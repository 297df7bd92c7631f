//! Session report and export functionality

use crate::config::Config;
use crate::pipeline::{CaptureSummary, FilterCounts, ReleaseMode};
use crate::serial::SerialStats;
use chrono::{DateTime, Utc};
use serde::{Deserialize, Serialize};
use std::fs::File;
use std::io::Write;
use std::path::Path;
use std::time::Instant;

/// Complete session report
#[derive(Debug, Clone, Serialize, Deserialize)]
pub struct SessionReport {
    /// Report metadata
    pub metadata: ReportMetadata,
    /// Settings the session ran with
    pub settings: SessionSettings,
    /// Summary statistics
    pub summary: SessionSummary,
    /// Present only for serial sessions
    #[serde(default, skip_serializing_if = "Option::is_none")]
    pub serial: Option<SerialSummary>,
}

/// Report metadata
#[derive(Debug, Clone, Serialize, Deserialize)]
pub struct ReportMetadata {
    /// Report generation timestamp
    pub generated_at: String,
    /// Application version
    pub version: String,
    /// Session duration in seconds
    pub duration_secs: f64,
    /// `keys`, `serial` or `pulse`
    pub mode: String,
}

#[derive(Debug, Clone, Serialize, Deserialize)]
pub struct SessionSettings {
    pub queue_capacity: usize,
    pub settle_window_ms: u64,
    pub release_mode: ReleaseMode,
    pub heartbeat_period_ms: u64,
}

impl From<&Config> for SessionSettings {
    fn from(config: &Config) -> Self {
        Self {
            queue_capacity: config.queue.capacity,
            settle_window_ms: config.debounce.settle_window_ms,
            release_mode: config.debounce.release_mode,
            heartbeat_period_ms: config.heartbeat.period_ms,
        }
    }
}

/// Session summary statistics
#[derive(Debug, Clone, Serialize, Deserialize)]
pub struct SessionSummary {
    /// Events taken off the queue
    pub raw_events: u64,
    /// Events that reached the sinks
    pub accepted: u64,
    pub suppressed: u64,
    /// Suppressions by reason
    pub filter: FilterCounts,
    /// Events lost to a full queue
    pub dropped: u64,
    pub heartbeats: u64,
    /// Distinct identities seen
    pub identities: usize,
    /// Accepted fraction of raw events, if any arrived
    pub acceptance_ratio: Option<f64>,
}

impl From<&CaptureSummary> for SessionSummary {
    fn from(summary: &CaptureSummary) -> Self {
        let acceptance_ratio = match summary.raw_events {
            0 => None,
            raw => Some(summary.filter.accepted as f64 / raw as f64),
        };
        Self {
            raw_events: summary.raw_events,
            accepted: summary.filter.accepted,
            suppressed: summary.filter.suppressed(),
            filter: summary.filter,
            dropped: summary.dropped,
            heartbeats: summary.heartbeats,
            identities: summary.identities,
            acceptance_ratio,
        }
    }
}

#[derive(Debug, Clone, Serialize, Deserialize)]
pub struct SerialSummary {
    pub lines: u64,
    pub pulses: u64,
    /// Drop count the device last reported about itself
    pub device_dropped: Option<u64>,
}

impl From<&SerialStats> for SerialSummary {
    fn from(stats: &SerialStats) -> Self {
        Self {
            lines: stats.lines,
            pulses: stats.pulses,
            device_dropped: stats.device_dropped,
        }
    }
}

impl SessionReport {
    /// Create a new session report
    pub fn new(
        start_time: Instant,
        mode: &str,
        config: &Config,
        capture: &CaptureSummary,
        serial: Option<&SerialStats>,
    ) -> Self {
        let duration_secs = start_time.elapsed().as_secs_f64();
        let now: DateTime<Utc> = Utc::now();

        Self {
            metadata: ReportMetadata {
                generated_at: now.to_rfc3339(),
                version: env!("CARGO_PKG_VERSION").to_string(),
                duration_secs,
                mode: mode.to_string(),
            },
            settings: SessionSettings::from(config),
            summary: SessionSummary::from(capture),
            serial: serial.map(SerialSummary::from),
        }
    }

    /// Export report to JSON file
    pub fn export_json(&self, path: &Path) -> std::io::Result<()> {
        let json = serde_json::to_string_pretty(self)
            .map_err(|e| std::io::Error::new(std::io::ErrorKind::InvalidData, e))?;
        let mut file = File::create(path)?;
        file.write_all(json.as_bytes())?;
        Ok(())
    }

    /// Export report to JSON string
    pub fn to_json(&self) -> Result<String, serde_json::Error> {
        serde_json::to_string_pretty(self)
    }
}
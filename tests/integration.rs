//! Integration tests for Edge Latency
//!
//! These tests drive the full pipeline: producers pushing into the queue,
//! the capture loop draining it through the debounce filter, and the sinks
//! and heartbeat on the other side.

use edge_latency::actuator::{Actuator, LogDriver, PulseSchedule};
use edge_latency::clock::{Clock, ManualClock, MonotonicClock};
use edge_latency::config::Config;
use edge_latency::keyboard;
use edge_latency::pipeline::{
    event_queue, CaptureLoop, DebounceConfig, Edge, Event, Identity, KeyId, Producer, ReleaseMode,
    Timestamp,
};
use edge_latency::report::SessionReport;
use edge_latency::serial::SerialReader;
use edge_latency::sink::{CsvSink, MemorySink, TimeUnit};
use std::io::{self, Write};
use std::sync::atomic::{AtomicBool, Ordering};
use std::sync::{Arc, Mutex};
use std::thread;
use std::time::{Duration, Instant};

// ---------------------------------------------------------------------------
// Helpers
// ---------------------------------------------------------------------------

const A: Identity = Identity::Pin(0);
const B: Identity = Identity::Pin(1);

fn ms(n: u64) -> Timestamp {
    Timestamp::from_millis(n)
}

fn pipeline(
    capacity: usize,
    window_ms: u64,
    mode: ReleaseMode,
) -> (Producer, CaptureLoop<ManualClock>, ManualClock, MemorySink) {
    let (producer, consumer) = event_queue(capacity).expect("valid capacity");
    let clock = ManualClock::new();
    let sink = MemorySink::new();
    let capture = CaptureLoop::new(
        consumer,
        DebounceConfig::from_millis(window_ms, mode),
        clock.clone(),
        Duration::from_millis(1000),
    )
    .expect("valid heartbeat")
    .with_sink(sink.clone());
    (producer, capture, clock, sink)
}

fn accepted(sink: &MemorySink) -> Vec<(Identity, Edge, Timestamp)> {
    sink.records()
        .iter()
        .map(|r| (r.identity, r.edge, r.timestamp))
        .collect()
}

#[derive(Clone, Default)]
struct SharedBuf(Arc<Mutex<Vec<u8>>>);

impl SharedBuf {
    fn text(&self) -> String {
        String::from_utf8(self.0.lock().unwrap().clone()).unwrap()
    }
}

impl Write for SharedBuf {
    fn write(&mut self, buf: &[u8]) -> io::Result<usize> {
        self.0.lock().unwrap().extend_from_slice(buf);
        Ok(buf.len())
    }

    fn flush(&mut self) -> io::Result<()> {
        Ok(())
    }
}

// ---------------------------------------------------------------------------
// Queue + debounce
// ---------------------------------------------------------------------------

#[test]
fn bounce_inside_window_keeps_raw_events_but_accepts_first() {
    let (mut tx, capture, _clock, sink) = pipeline(4, 50, ReleaseMode::Symmetric);
    let raw = MemorySink::new();
    let mut capture = capture.with_raw_sink(raw.clone());

    assert!(tx.push(Event::assert(A, ms(100))));
    assert!(tx.push(Event::assert(A, ms(140))));

    assert_eq!(capture.poll_once().unwrap(), 2);
    assert_eq!(raw.records().len(), 2);
    assert_eq!(accepted(&sink), vec![(A, Edge::Assert, ms(100))]);

    let counts = capture.filter().counts();
    assert_eq!(counts.accepted, 1);
    assert_eq!(counts.repeat, 1);
}

#[test]
fn contact_bounce_collapses_to_one_press_and_one_release() {
    let (mut tx, mut capture, _clock, sink) = pipeline(16, 5, ReleaseMode::Symmetric);

    // Press with bounce, held, release with bounce
    for (edge, t) in [
        (Edge::Assert, 0),
        (Edge::Release, 1),
        (Edge::Assert, 2),
        (Edge::Release, 40),
        (Edge::Assert, 41),
        (Edge::Release, 43),
    ] {
        tx.push(Event::new(A, edge, ms(t)));
    }
    capture.poll_once().unwrap();

    assert_eq!(
        accepted(&sink),
        vec![(A, Edge::Assert, ms(0)), (A, Edge::Release, ms(40))]
    );
    assert!(!capture.filter().is_active(&A));
}

#[test]
fn identities_are_debounced_independently() {
    let (mut tx, mut capture, _clock, sink) = pipeline(16, 50, ReleaseMode::Symmetric);

    tx.push(Event::assert(A, ms(100)));
    tx.push(Event::assert(B, ms(101)));
    tx.push(Event::release(A, ms(120)));
    tx.push(Event::release(B, ms(160)));
    capture.poll_once().unwrap();

    assert_eq!(
        accepted(&sink),
        vec![
            (A, Edge::Assert, ms(100)),
            (B, Edge::Assert, ms(101)),
            (B, Edge::Release, ms(160)),
        ]
    );
    assert!(capture.filter().is_active(&A));
    assert!(!capture.filter().is_active(&B));
    assert_eq!(capture.summary().identities, 2);
}

#[test]
fn assert_only_mode_accepts_presses_after_the_window() {
    let (mut tx, mut capture, _clock, sink) = pipeline(16, 50, ReleaseMode::AssertOnly);

    tx.push(Event::assert(A, ms(100)));
    tx.push(Event::release(A, ms(110)));
    tx.push(Event::assert(A, ms(120)));
    tx.push(Event::release(A, ms(130)));
    tx.push(Event::assert(A, ms(160)));
    capture.poll_once().unwrap();

    assert_eq!(
        accepted(&sink),
        vec![(A, Edge::Assert, ms(100)), (A, Edge::Assert, ms(160))]
    );
    let counts = capture.filter().counts();
    assert_eq!(counts.absorbed, 2);
    assert_eq!(counts.chatter, 1);
}

#[test]
fn zero_window_accepts_every_valid_transition() {
    let (mut tx, mut capture, _clock, sink) = pipeline(16, 0, ReleaseMode::Symmetric);

    tx.push(Event::assert(A, ms(0)));
    tx.push(Event::release(A, ms(0)));
    tx.push(Event::assert(A, ms(0)));
    tx.push(Event::release(A, ms(0)));
    tx.push(Event::release(A, ms(0)));
    capture.poll_once().unwrap();

    assert_eq!(sink.records().len(), 4);
    assert_eq!(capture.filter().counts().not_active, 1);
}

#[test]
fn unseen_key_identity_starts_released() {
    let (mut tx, mut capture, _clock, sink) = pipeline(8, 5, ReleaseMode::Symmetric);
    let key = Identity::Key(KeyId::extended(0x1d));

    tx.push(Event::release(key, ms(500)));
    tx.push(Event::assert(key, ms(501)));
    capture.poll_once().unwrap();

    assert_eq!(accepted(&sink), vec![(key, Edge::Assert, ms(501))]);
}

// ---------------------------------------------------------------------------
// Drops + heartbeat
// ---------------------------------------------------------------------------

#[test]
fn overflow_is_counted_and_reported_on_heartbeat() {
    let (mut tx, mut capture, clock, sink) = pipeline(4, 0, ReleaseMode::AssertOnly);

    let pushed: Vec<bool> = (0..6)
        .map(|i| tx.push(Event::assert(Identity::Pin(i), ms(i as u64))))
        .collect();
    assert_eq!(pushed, vec![true, true, true, false, false, false]);

    clock.set(ms(999));
    capture.poll_once().unwrap();
    assert!(sink.heartbeats().is_empty());
    assert_eq!(sink.records().len(), 3);

    clock.set(ms(1000));
    capture.poll_once().unwrap();
    let beats = sink.heartbeats();
    assert_eq!(beats.len(), 1);
    assert_eq!(beats[0].dropped, 3);
    assert_eq!(beats[0].active, vec![Identity::Pin(0), Identity::Pin(1), Identity::Pin(2)]);
}

#[test]
fn heartbeat_schedule_does_not_drift_with_loop_jitter() {
    let (_tx, mut capture, clock, sink) = pipeline(4, 0, ReleaseMode::Symmetric);

    for t in [1003, 1500, 2001, 2999, 3000, 3997] {
        clock.set(ms(t));
        capture.poll_once().unwrap();
    }

    let at: Vec<Timestamp> = sink.heartbeats().iter().map(|b| b.at).collect();
    assert_eq!(at, vec![ms(1003), ms(2001), ms(3000)]);
    assert_eq!(capture.heartbeat().next_due(), ms(4000));
}

#[test]
fn heartbeat_fires_without_any_traffic() {
    let (_tx, mut capture, clock, sink) = pipeline(4, 5, ReleaseMode::Symmetric);

    for second in 1..=5 {
        clock.set(ms(second * 1000));
        assert_eq!(capture.poll_once().unwrap(), 0);
    }

    let beats = sink.heartbeats();
    assert_eq!(beats.len(), 5);
    assert_eq!(beats.last().map(|b| b.sequence), Some(5));
    assert!(beats.iter().all(|b| b.dropped == 0 && b.queued == 0));
}

// ---------------------------------------------------------------------------
// Producers
// ---------------------------------------------------------------------------

#[test]
fn producer_thread_and_capture_loop_account_for_every_event() {
    const TOTAL: u64 = 50_000;
    let (mut tx, consumer) = event_queue(64).unwrap();
    let clock = MonotonicClock::new();
    let sink = MemorySink::new();
    let mut capture = CaptureLoop::new(
        consumer,
        DebounceConfig::from_millis(0, ReleaseMode::Symmetric),
        clock,
        Duration::from_secs(60),
    )
    .unwrap()
    .with_sink(sink.clone())
    .with_idle_sleep(Duration::ZERO);

    let stop = Arc::new(AtomicBool::new(false));
    let producer = {
        let stop = stop.clone();
        thread::spawn(move || {
            for i in 0..TOTAL {
                let edge = if i % 2 == 0 { Edge::Assert } else { Edge::Release };
                tx.push(Event::new(Identity::Pin((i / 2 % 8) as u8), edge, clock.now()));
            }
            stop.store(true, Ordering::Release);
            tx.dropped()
        })
    };

    let summary = capture.run(&stop).unwrap();
    let dropped = producer.join().unwrap();

    assert_eq!(summary.dropped, dropped);
    assert_eq!(summary.raw_events + summary.dropped, TOTAL);
    assert_eq!(
        summary.filter.accepted + summary.filter.suppressed(),
        summary.raw_events
    );
    assert_eq!(sink.records().len() as u64, summary.filter.accepted);
    assert_eq!(sink.flushes(), 1);
}

#[test]
fn actuator_pulses_flow_through_capture() {
    let (mut tx, mut capture, clock, sink) = pipeline(16, 5, ReleaseMode::Symmetric);
    let schedule = PulseSchedule::new(
        vec![0, 1, 2],
        Duration::from_millis(150),
        Duration::from_millis(50),
        true,
    )
    .unwrap();
    let mut actuator = Actuator::new(LogDriver, schedule, clock.now()).unwrap();

    for t in 0..=1000 {
        clock.set(ms(t));
        actuator.tick(clock.now(), &mut tx).unwrap();
        capture.poll_once().unwrap();
    }

    assert_eq!(actuator.pulses(), 6);
    let records = accepted(&sink);
    assert_eq!(records.len(), 12);
    assert_eq!(records[0], (Identity::Pin(0), Edge::Assert, ms(150)));
    assert_eq!(records[1], (Identity::Pin(0), Edge::Release, ms(200)));
    assert_eq!(records[2], (Identity::Pin(1), Edge::Assert, ms(300)));
    assert_eq!(records[6], (Identity::Pin(0), Edge::Assert, ms(600)));
    assert_eq!(sink.heartbeats().len(), 1);
    assert_eq!(capture.summary().dropped, 0);
}

#[test]
fn serial_pulse_lines_flow_through_capture() {
    let (tx, mut capture, clock, sink) = pipeline(16, 5, ReleaseMode::Symmetric);
    let transcript = SharedBuf::default();
    let mut reader = SerialReader::new(clock, tx)
        .with_transcript(Box::new(transcript.clone()))
        .unwrap();

    let lines = [
        ("Pico multi-GPIO actuator started.", 0),
        ("150000 us GPIO0", 150),
        ("300000 us GPIO1", 300),
        ("450000 us GPIO0", 450),
        ("Heartbeat. Dropped=0", 1000),
    ];
    for (line, at) in lines {
        reader.handle_line(line, ms(at)).unwrap();
    }
    capture.poll_once().unwrap();

    assert_eq!(
        accepted(&sink),
        vec![
            (Identity::Pin(0), Edge::Assert, ms(150)),
            (Identity::Pin(0), Edge::Release, ms(200)),
            (Identity::Pin(1), Edge::Assert, ms(300)),
            (Identity::Pin(1), Edge::Release, ms(350)),
            (Identity::Pin(0), Edge::Assert, ms(450)),
            (Identity::Pin(0), Edge::Release, ms(500)),
        ]
    );
    assert_eq!(reader.stats().pulses, 3);
    assert_eq!(reader.stats().device_dropped, Some(0));
    assert!(transcript.text().contains("300000 us GPIO1,300000000"));
}

#[test]
fn serial_pulses_on_a_single_pin_are_all_accepted() {
    let (tx, mut capture, clock, sink) = pipeline(16, 5, ReleaseMode::Symmetric);
    let mut reader = SerialReader::new(clock, tx).with_pulse_width(Duration::from_millis(50));

    for at in [150, 300, 450] {
        reader.handle_line(&format!("{} us GPIO0", at * 1000), ms(at)).unwrap();
    }
    capture.poll_once().unwrap();

    let presses: Vec<Timestamp> = sink
        .records()
        .iter()
        .filter(|r| r.edge == Edge::Assert)
        .map(|r| r.timestamp)
        .collect();
    assert_eq!(presses, vec![ms(150), ms(300), ms(450)]);
    assert_eq!(sink.records().len(), 6);

    let counts = capture.filter().counts();
    assert_eq!(counts.accepted, 6);
    assert_eq!(counts.suppressed(), 0);
}

// ---------------------------------------------------------------------------
// Config, sinks and report
// ---------------------------------------------------------------------------

#[test]
fn config_drives_the_pipeline_and_csv_output() {
    let config: Config = toml::from_str(
        r#"
[queue]
capacity = 8

[debounce]
settle_window_ms = 20
release_mode = "assert_only"

[capture]
idle_sleep_us = 0
timestamp_unit = "micros"
output = "unused.csv"
"#,
    )
    .unwrap();
    config.validate().unwrap();

    let (mut tx, consumer) = event_queue(config.queue.capacity).unwrap();
    let clock = ManualClock::new();
    let csv = SharedBuf::default();
    let mut capture = CaptureLoop::new(
        consumer,
        config.debounce_config(),
        clock,
        config.heartbeat_period(),
    )
    .unwrap()
    .with_sink(CsvSink::new(csv.clone(), config.capture.timestamp_unit).unwrap())
    .with_labeler(keyboard::label_for);

    let a_key = Identity::Key(KeyId::new(30));
    tx.push(Event::assert(a_key, ms(1)));
    tx.push(Event::release(a_key, ms(5)));
    tx.push(Event::assert(a_key, ms(10)));
    tx.push(Event::assert(Identity::Pin(7), ms(12)));
    let summary = capture.finish().unwrap();

    assert_eq!(config.capture.timestamp_unit, TimeUnit::Micros);
    assert_eq!(
        csv.text(),
        "identity,edge,timestamp_us,label\nkey:0x1e,assert,1000,A\nGPIO7,assert,12000,\n"
    );

    let report = SessionReport::new(Instant::now(), "keys", &config, &summary, None);
    assert_eq!(report.summary.accepted, 2);
    assert_eq!(report.summary.filter.chatter, 1);
    assert_eq!(report.settings.release_mode, ReleaseMode::AssertOnly);
}

#[test]
fn invalid_config_is_rejected_before_capture() {
    let mut config = Config::default();
    config.queue.capacity = 12;
    assert!(config.validate().is_err());
    assert!(event_queue(config.queue.capacity).is_err());

    let mut config = Config::default();
    config.pulse.pins.clear();
    assert!(config.validate().is_err());
}
//! Portable keyboard producer built on `device_query`
//!
//! Polls the global key state and pushes the difference between two polls
//! as ASSERT/RELEASE edges. Resolution is bounded by the poll interval, so
//! this is the fallback when raw device access is unavailable.

use super::keymap;
use crate::clock::Clock;
use crate::pipeline::{Edge, Event, Identity, KeyId, Producer};
use device_query::{DeviceQuery, DeviceState, Keycode};
use log::{debug, info};
use std::io;
use std::sync::atomic::{AtomicBool, Ordering};
use std::sync::Arc;
use std::thread::{self, JoinHandle};
use std::time::Duration;

pub const DEFAULT_POLL_INTERVAL: Duration = Duration::from_millis(1);

/// Keyboard listener that polls for key state changes
pub struct PollingListener<C: Clock> {
    device_state: DeviceState,
    last_keys: Vec<Keycode>,
    clock: C,
    producer: Producer,
}

impl<C: Clock> PollingListener<C> {
    pub fn new(clock: C, producer: Producer) -> Self {
        Self {
            device_state: DeviceState::new(),
            last_keys: Vec::new(),
            clock,
            producer,
        }
    }

    /// Poll once and push any changes; returns the number of edges pushed
    pub fn poll(&mut self) -> usize {
        let current = self.device_state.get_keys();
        let now = self.clock.now();
        let mut pushed = 0;

        for key in diff(&self.last_keys, &current) {
            let Some(code) = keymap::scan_code_for(key.0) else {
                debug!("Ignoring unmapped key {:?}", key.0);
                continue;
            };
            let event = Event::new(Identity::Key(KeyId::new(code)), key.1, now);
            if self.producer.push(event) {
                pushed += 1;
            }
        }

        self.last_keys = current;
        pushed
    }

    pub fn dropped(&self) -> u64 {
        self.producer.dropped()
    }
}

impl<C: Clock + 'static> PollingListener<C> {
    /// Poll on a background thread until `stop` is set.
    ///
    /// The device handle is opened on that thread since it is not `Send` on
    /// every platform.
    pub fn spawn(
        clock: C,
        producer: Producer,
        interval: Duration,
        stop: Arc<AtomicBool>,
    ) -> io::Result<JoinHandle<()>> {
        thread::Builder::new()
            .name("key-poller".to_string())
            .spawn(move || {
                let mut listener = Self::new(clock, producer);
                info!("Polling keyboard every {:?}", interval);
                while !stop.load(Ordering::Acquire) {
                    listener.poll();
                    thread::sleep(interval);
                }
            })
    }
}

/// Keys that went down (in `current` only) then keys that went up (in `previous` only)
fn diff(previous: &[Keycode], current: &[Keycode]) -> Vec<(Keycode, Edge)> {
    let pressed = current
        .iter()
        .filter(|k| !previous.contains(k))
        .map(|k| (*k, Edge::Assert));
    let released = previous
        .iter()
        .filter(|k| !current.contains(k))
        .map(|k| (*k, Edge::Release));
    pressed.chain(released).collect()
}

- **What you will do**: Go through the entries above and count the lines containing "info". Give the number only.

- **Result for this exercise**: 2